ベッケンバウアーは月面基地のコントロールルームにて月面基地司令官に話しかけていた。

「査察官殿、緊急事態ですので自室で待機していただくよう頼んだはずですが?」

「これは失礼、しかし目下のところ差し迫った脅威はないようですので」

確かに、現在司令官がいる第一コントロールルームでは技術部門長の暴走をモニターすることしかしていなかった。そして司令官もその暴走を止める必要はないと感じていた。

「なるほど、しかしこんな時に査察を行うのもどうかと思いますが」

月面基地司令官は露骨に敵対的な声を出してきた。

「失礼ですが、司令官殿は少々勘違いをされているようですな」

「・・・」

司令官は査察官の言っていることが理解できずに続きを聞いてみることにした。

「私たちは敵ではありません、共通の事態に直面した仲間であり。場合によってはもっと積極的な友好関係を結べる可能性がある」

「それは、ベッケンバウアーさん個人の発言ですか?それとも大統領の意向を受けた発言ですか?」

「ベッケンバウアーという個人など取るに足らない存在です」

司令官は色めきだった。この発言は、査察官の発言はすべて大統領の意志が背後にあると明言したようなものであるからだ。

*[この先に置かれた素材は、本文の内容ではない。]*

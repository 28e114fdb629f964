use crate::config::Config;
use crate::db::log;
use crate::errors::AppResult;

use crate::cli::parser::Cli;
use crate::db::initialize::init_db;
use crate::ui::messages::{info, success};
use rusqlite::Connection;

/// Handle the `init` command
///
/// This initializes:
///  - the config directory (if missing)
///  - the configuration file
///  - the SQLite database, with all pending migrations
pub fn handle(cli: &Cli) -> AppResult<()> {
    // Config::init_all crea ~/.rpunchclock/rpunchclock.conf (non in test-mode)
    // e ritorna il path del DB configurato.
    let db_path = Config::init_all(cli.db.clone(), cli.test)?;
    let db_path = db_path.to_string_lossy().to_string();

    info("Initializing rPunchClock…");
    if !cli.test {
        println!("📄 Config file : {}", Config::config_file().display());
    }
    println!("🗄️  Database   : {}", &db_path);

    let conn = Connection::open(&db_path)?;
    let applied = init_db(&conn)?;

    for version in &applied {
        println!("   • migration {}", version);
    }

    log::ttlog_quiet(
        &conn,
        "init",
        "Database initialized",
        &format!("Database initialized at {}", &db_path),
    );

    success(format!("Database initialized at {}", &db_path));
    Ok(())
}
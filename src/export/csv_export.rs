use super::model::PayrollDayExport;
use crate::errors::AppResult;
use csv::Writer;
use std::path::Path;

/// Scrive le righe payroll in CSV nel file indicato.
pub fn write_csv(path: &Path, rows: &[PayrollDayExport]) -> AppResult<()> {
    let mut wtr = Writer::from_path(path)?;

    wtr.write_record(PayrollDayExport::HEADERS)?;

    for row in rows {
        wtr.write_record(row.to_record())?;
    }

    wtr.flush()?;
    Ok(())
}
//! Time utilities: parsing HH:MM and punch instants, duration helpers.

use crate::core::calculator::day::local_day;
use crate::errors::{AppError, AppResult};
use crate::models::range::local_instant;
use chrono::{DateTime, FixedOffset, NaiveDateTime, NaiveTime, Utc};

pub fn parse_time(t: &str) -> Option<NaiveTime> {
    NaiveTime::parse_from_str(t.trim(), "%H:%M").ok()
}

pub fn parse_optional_time(input: Option<&String>) -> AppResult<Option<NaiveTime>> {
    if let Some(s) = input {
        let t = parse_time(s).ok_or_else(|| AppError::InvalidTime(s.to_string()))?;
        Ok(Some(t))
    } else {
        Ok(None)
    }
}

/// Parse a punch instant. Accepted forms:
/// - RFC 3339 with an explicit offset (`2025-03-10T08:00:00-03:00`)
/// - `YYYY-MM-DD HH:MM[:SS]` or `YYYY-MM-DDTHH:MM[:SS]`, employee-local
/// - `HH:MM`, employee-local, on the local day of `now`
pub fn parse_instant(s: &str, offset: FixedOffset, now: DateTime<Utc>) -> AppResult<DateTime<Utc>> {
    let s = s.trim();

    if let Ok(dt) = DateTime::parse_from_rfc3339(s) {
        return Ok(dt.with_timezone(&Utc));
    }

    for fmt in [
        "%Y-%m-%d %H:%M:%S",
        "%Y-%m-%d %H:%M",
        "%Y-%m-%dT%H:%M:%S",
        "%Y-%m-%dT%H:%M",
    ] {
        if let Ok(naive) = NaiveDateTime::parse_from_str(s, fmt) {
            return local_instant(naive.date(), naive.time(), offset);
        }
    }

    if let Some(t) = parse_time(s) {
        return local_instant(local_day(now, offset), t, offset);
    }

    Err(AppError::InvalidTime(s.to_string()))
}

/// Render an instant in the employee-local offset, `HH:MM`.
pub fn local_hhmm(ts: &DateTime<Utc>, offset: FixedOffset) -> String {
    ts.with_timezone(&offset).format("%H:%M").to_string()
}

pub fn optional_local_hhmm(ts: Option<DateTime<Utc>>, offset: FixedOffset) -> String {
    ts.map(|t| local_hhmm(&t, offset))
        .unwrap_or_else(|| "--:--".to_string())
}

「なるほど。ですが私は軍の出身です。抽象的な会話は避けるのが性でして。執務室に移動なされますか?」

司令官は動揺を隠さないように気を付けながら言葉を紡いだ。

「では、お言葉に甘えて」


人払いをした司令官執務室で行われた司令官と査察官の会談は30分に及んだ。

この手の会談は決して珍しいものではなく通常2回行われる。査察官が赴任した直後と帰任する直前だ。内容としては、査察官が行う調査内容の説明とそれに伴う業務内容の調整といった実務的な内容もあれば、査察官を任命する大統領からのメッセージを伝えることもある。帰任直前に設置される会談では逆に司令官から大統領へのメッセージが託されることもある。別にメッセージなど定時通信にでもなんにでも乗せればいいではないかと思うかもしれないが、なかには記録に残ってはいけない類のメッセージというものがある。査察官はそんな、メモとしても残すことが危険なメッセージを口頭で、直接伝える役割をも担っている。


会談を終えた司令官は執務室から出る直前に聞いた。

「約束は守っていただけるんですね?」

「もちろん、私の言葉は大統領の言葉と思っていただいて結構です」

「わかりました、司令官権限の基地内人事権を行使しキャシー・ヤン技術部門長と解任します」

司令官はコントロールルームに戻ると、基地警備隊に通信室、救難艇整備ドック、エンタープライズ建造ドックの制圧を命じまた。もちろん宇宙基地において反乱など想定されていたわけではないが、軍出身の司令官も警備隊の隊員も完全に反乱部隊の鎮圧用の戦闘マニュアルに従って行動していた。とうぜん、所持している銃は月面基地内で発砲しても気密隔壁に損傷が出ないような暴徒鎮圧用ゴム弾であるが、作業を中断させるには十分な威力があった。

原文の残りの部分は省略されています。